■ **Stored data entries**:
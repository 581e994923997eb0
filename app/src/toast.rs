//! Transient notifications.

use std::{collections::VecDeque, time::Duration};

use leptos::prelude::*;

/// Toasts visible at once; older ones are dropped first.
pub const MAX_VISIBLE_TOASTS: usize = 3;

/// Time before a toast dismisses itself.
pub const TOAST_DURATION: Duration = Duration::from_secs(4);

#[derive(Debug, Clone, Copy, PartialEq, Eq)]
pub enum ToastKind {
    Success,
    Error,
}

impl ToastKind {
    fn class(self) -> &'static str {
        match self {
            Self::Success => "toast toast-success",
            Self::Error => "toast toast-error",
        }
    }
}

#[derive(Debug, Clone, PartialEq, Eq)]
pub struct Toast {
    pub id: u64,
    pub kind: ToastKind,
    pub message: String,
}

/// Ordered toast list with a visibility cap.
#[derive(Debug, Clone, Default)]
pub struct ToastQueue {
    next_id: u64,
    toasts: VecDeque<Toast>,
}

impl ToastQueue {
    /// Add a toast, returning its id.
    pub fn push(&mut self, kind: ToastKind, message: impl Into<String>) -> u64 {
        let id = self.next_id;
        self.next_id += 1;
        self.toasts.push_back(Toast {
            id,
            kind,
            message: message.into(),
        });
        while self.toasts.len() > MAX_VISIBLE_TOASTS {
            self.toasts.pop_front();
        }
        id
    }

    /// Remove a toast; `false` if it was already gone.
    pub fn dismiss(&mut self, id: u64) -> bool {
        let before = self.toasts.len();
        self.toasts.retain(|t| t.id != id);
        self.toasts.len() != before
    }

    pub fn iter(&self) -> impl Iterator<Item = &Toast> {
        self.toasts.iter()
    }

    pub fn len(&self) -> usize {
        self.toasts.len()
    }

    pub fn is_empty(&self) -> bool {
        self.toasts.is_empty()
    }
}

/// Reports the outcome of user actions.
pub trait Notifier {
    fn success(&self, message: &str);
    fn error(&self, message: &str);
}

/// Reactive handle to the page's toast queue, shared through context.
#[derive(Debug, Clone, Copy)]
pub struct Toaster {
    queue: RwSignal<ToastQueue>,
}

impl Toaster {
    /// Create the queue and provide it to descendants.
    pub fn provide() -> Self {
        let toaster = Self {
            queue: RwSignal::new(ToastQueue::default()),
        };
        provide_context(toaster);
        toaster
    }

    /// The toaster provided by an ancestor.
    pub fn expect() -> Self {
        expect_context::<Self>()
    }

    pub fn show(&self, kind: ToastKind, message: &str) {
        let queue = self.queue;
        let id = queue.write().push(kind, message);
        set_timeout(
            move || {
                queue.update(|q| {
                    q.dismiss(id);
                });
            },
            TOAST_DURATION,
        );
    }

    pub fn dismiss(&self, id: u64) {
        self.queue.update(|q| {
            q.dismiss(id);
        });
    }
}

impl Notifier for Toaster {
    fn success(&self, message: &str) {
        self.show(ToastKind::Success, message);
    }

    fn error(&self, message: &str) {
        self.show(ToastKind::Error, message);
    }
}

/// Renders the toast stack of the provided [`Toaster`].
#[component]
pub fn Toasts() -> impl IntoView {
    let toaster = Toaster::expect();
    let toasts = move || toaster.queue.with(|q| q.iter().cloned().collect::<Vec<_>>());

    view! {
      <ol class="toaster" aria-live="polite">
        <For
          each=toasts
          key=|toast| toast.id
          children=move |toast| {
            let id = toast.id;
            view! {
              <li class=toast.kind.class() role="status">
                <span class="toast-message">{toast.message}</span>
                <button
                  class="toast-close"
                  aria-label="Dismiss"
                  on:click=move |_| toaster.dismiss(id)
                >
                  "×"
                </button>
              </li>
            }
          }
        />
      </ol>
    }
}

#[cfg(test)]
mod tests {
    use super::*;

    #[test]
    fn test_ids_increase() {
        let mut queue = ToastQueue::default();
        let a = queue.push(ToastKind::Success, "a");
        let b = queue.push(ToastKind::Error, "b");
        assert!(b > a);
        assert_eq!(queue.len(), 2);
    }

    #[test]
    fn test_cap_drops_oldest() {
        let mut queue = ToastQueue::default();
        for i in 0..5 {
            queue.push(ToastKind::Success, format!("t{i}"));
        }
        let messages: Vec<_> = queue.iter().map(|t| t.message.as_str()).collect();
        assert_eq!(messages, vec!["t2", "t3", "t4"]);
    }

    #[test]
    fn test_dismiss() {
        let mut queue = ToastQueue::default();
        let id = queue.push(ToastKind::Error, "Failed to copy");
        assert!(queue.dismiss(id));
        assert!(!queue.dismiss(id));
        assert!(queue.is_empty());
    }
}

■ **Assigned task**: Both end lines included, restate word for word the lines above from the line with "Renders the toast" to the line with "for i in 0..5", and nothing else.

■ **Reply to the exercise**:
/// Renders the toast stack of the provided [`Toaster`].
#[component]
pub fn Toasts() -> impl IntoView {
    let toaster = Toaster::expect();
    let toasts = move || toaster.queue.with(|q| q.iter().cloned().collect::<Vec<_>>());

    view! {
      <ol class="toaster" aria-live="polite">
        <For
          each=toasts
          key=|toast| toast.id
          children=move |toast| {
            let id = toast.id;
            view! {
              <li class=toast.kind.class() role="status">
                <span class="toast-message">{toast.message}</span>
                <button
                  class="toast-close"
                  aria-label="Dismiss"
                  on:click=move |_| toaster.dismiss(id)
                >
                  "×"
                </button>
              </li>
            }
          }
        />
      </ol>
    }
}

#[cfg(test)]
mod tests {
    use super::*;

    #[test]
    fn test_ids_increase() {
        let mut queue = ToastQueue::default();
        let a = queue.push(ToastKind::Success, "a");
        let b = queue.push(ToastKind::Error, "b");
        assert!(b > a);
        assert_eq!(queue.len(), 2);
    }

    #[test]
    fn test_cap_drops_oldest() {
        let mut queue = ToastQueue::default();
        for i in 0..5 {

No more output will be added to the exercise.